_Your assignment_
Report the lines of the data below that contain the string "CompletionResponse".

=====

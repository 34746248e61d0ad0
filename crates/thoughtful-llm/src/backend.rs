//! Completion backend trait and implementations.
//!
//! [`LlmBackend`] is the completion service boundary. [`MockBackend`] is the
//! scriptable stand-in used throughout the test suites.

use async_trait::async_trait;
use parking_lot::Mutex;
use std::collections::VecDeque;
use std::sync::Arc;
use std::time::Duration;

use crate::error::{LlmError, Result};
use crate::types::{CompletionRequest, CompletionResponse, StopReason, Usage};

// ─────────────────────────────────────────────────────────────────────────────
// Shared Retry Logic
// ─────────────────────────────────────────────────────────────────────────────

/// Execute an async operation with exponential backoff retry.
///
/// Retries only on transient errors (network failures, rate limits). A
/// provider-supplied `retry_after` takes precedence over the backoff.
/// Non-retryable errors are returned immediately.
pub async fn with_retry<F, Fut, T>(
    max_retries: u32,
    initial_backoff: Duration,
    backend_name: &str,
    mut f: F,
) -> Result<T>
where
    F: FnMut() -> Fut,
    Fut: std::future::Future<Output = Result<T>>,
{
    let mut backoff = initial_backoff;
    let mut attempt = 0;

    loop {
        let err = match f().await {
            Ok(result) => return Ok(result),
            Err(e) => e,
        };

        if !err.is_retryable() || attempt >= max_retries {
            return Err(err);
        }
        attempt += 1;

        let wait = err.retry_after().unwrap_or(backoff);
        tracing::warn!(
            backend = backend_name,
            attempt,
            max_retries,
            backoff_ms = wait.as_millis() as u64,
            error = %err,
            "Request failed, retrying"
        );
        tokio::time::sleep(wait).await;
        backoff *= 2;
    }
}

// ─────────────────────────────────────────────────────────────────────────────
// LLM Backend Trait
// ─────────────────────────────────────────────────────────────────────────────

/// Trait for completion providers.
#[async_trait]
pub trait LlmBackend: Send + Sync {
    /// Execute a completion request and return the full response.
    async fn complete(&self, request: CompletionRequest) -> Result<CompletionResponse>;

    /// Get the name of this backend.
    fn name(&self) -> &str;

    /// Check if the backend is available and properly configured.
    async fn health_check(&self) -> Result<()> {
        Ok(())
    }
}

/// A backend that can be shared across tasks.
pub type SharedBackend = Arc<dyn LlmBackend>;

// ─────────────────────────────────────────────────────────────────────────────
// Mock Backend
// ─────────────────────────────────────────────────────────────────────────────

type Responder = Arc<dyn Fn(&CompletionRequest) -> Result<String> + Send + Sync>;

#[derive(Debug, Clone)]
enum MockReply {
    Text(String),
    Fail(String),
}

/// A mock backend for testing.
///
/// Scripted replies are consumed in order first. Once the script is empty the
/// responder (if any) answers; otherwise the request fails. An optional
/// latency is applied before every reply, which makes the mock useful for
/// exercising timeouts and cancellation.
pub struct MockBackend {
    name: String,
    script: Mutex<VecDeque<MockReply>>,
    responder: Option<Responder>,
    latency: Option<Duration>,
    request_log: Mutex<Vec<CompletionRequest>>,
}

impl std::fmt::Debug for MockBackend {
    fn fmt(&self, f: &mut std::fmt::Formatter<'_>) -> std::fmt::Result {
        f.debug_struct("MockBackend")
            .field("name", &self.name)
            .field("scripted", &self.script.lock().len())
            .field("has_responder", &self.responder.is_some())
            .field("latency", &self.latency)
            .finish()
    }
}

impl MockBackend {
    /// Create a mock backend with the given text replies, returned in order.
    pub fn new<I, S>(replies: I) -> Self
    where
        I: IntoIterator<Item = S>,
        S: Into<String>,
    {
        Self {
            name: "mock".to_string(),
            script: Mutex::new(
                replies
                    .into_iter()
                    .map(|s| MockReply::Text(s.into()))
                    .collect(),
            ),
            responder: None,
            latency: None,
            request_log: Mutex::new(Vec::new()),
        }
    }

    /// Create a mock backend with a single text reply.
    pub fn with_text(text: impl Into<String>) -> Self {
        Self::new([text.into()])
    }

    /// Create a mock backend that answers every request with `f(request)`.
    pub fn from_fn<F>(f: F) -> Self
    where
        F: Fn(&CompletionRequest) -> String + Send + Sync + 'static,
    {
        let mut backend = Self::new(Vec::<String>::new());
        backend.responder = Some(Arc::new(move |req| Ok(f(req))));
        backend
    }

    /// Create a mock backend whose every request fails with a backend error.
    pub fn failing(message: impl Into<String>) -> Self {
        let message = message.into();
        let mut backend = Self::new(Vec::<String>::new());
        backend.responder = Some(Arc::new(move |_| Err(LlmError::Backend(message.clone()))));
        backend
    }

    /// Queue a failure after the currently scripted replies.
    pub fn then_fail(self, message: impl Into<String>) -> Self {
        self.script.lock().push_back(MockReply::Fail(message.into()));
        self
    }

    /// Queue another text reply after the currently scripted replies.
    pub fn then_text(self, text: impl Into<String>) -> Self {
        self.script.lock().push_back(MockReply::Text(text.into()));
        self
    }

    /// Delay every reply by `latency`.
    pub fn with_latency(mut self, latency: Duration) -> Self {
        self.latency = Some(latency);
        self
    }

    pub fn with_name(mut self, name: impl Into<String>) -> Self {
        self.name = name.into();
        self
    }

    /// Get all requests that were made to this backend.
    pub fn requests(&self) -> Vec<CompletionRequest> {
        self.request_log.lock().clone()
    }

    /// Get the number of requests made.
    pub fn request_count(&self) -> usize {
        self.request_log.lock().len()
    }

    fn next_reply(&self, request: &CompletionRequest) -> Result<String> {
        if let Some(reply) = self.script.lock().pop_front() {
            return match reply {
                MockReply::Text(text) => Ok(text),
                MockReply::Fail(message) => Err(LlmError::Backend(message)),
            };
        }
        match &self.responder {
            Some(responder) => responder(request),
            None => Err(LlmError::Backend(
                "MockBackend: no more responses available".to_string(),
            )),
        }
    }
}

#[async_trait]
impl LlmBackend for MockBackend {
    async fn complete(&self, request: CompletionRequest) -> Result<CompletionResponse> {
        self.request_log.lock().push(request.clone());

        if let Some(latency) = self.latency {
            tokio::time::sleep(latency).await;
        }

        let text = self.next_reply(&request)?;
        let n = self.request_count();
        Ok(CompletionResponse::new(
            format!("mock_msg_{}", n),
            "mock-model",
            text,
            StopReason::EndTurn,
            Usage::new(request.prompt.len() as u32 / 4, 20),
        ))
    }

    fn name(&self) -> &str {
        &self.name
    }
}

// ─────────────────────────────────────────────────────────────────────────────
// Tests
// ─────────────────────────────────────────────────────────────────────────────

=====

_Answer to this task_
use crate::types::{CompletionRequest, CompletionResponse, StopReason, Usage};
    async fn complete(&self, request: CompletionRequest) -> Result<CompletionResponse>;
    async fn complete(&self, request: CompletionRequest) -> Result<CompletionResponse> {
        Ok(CompletionResponse::new(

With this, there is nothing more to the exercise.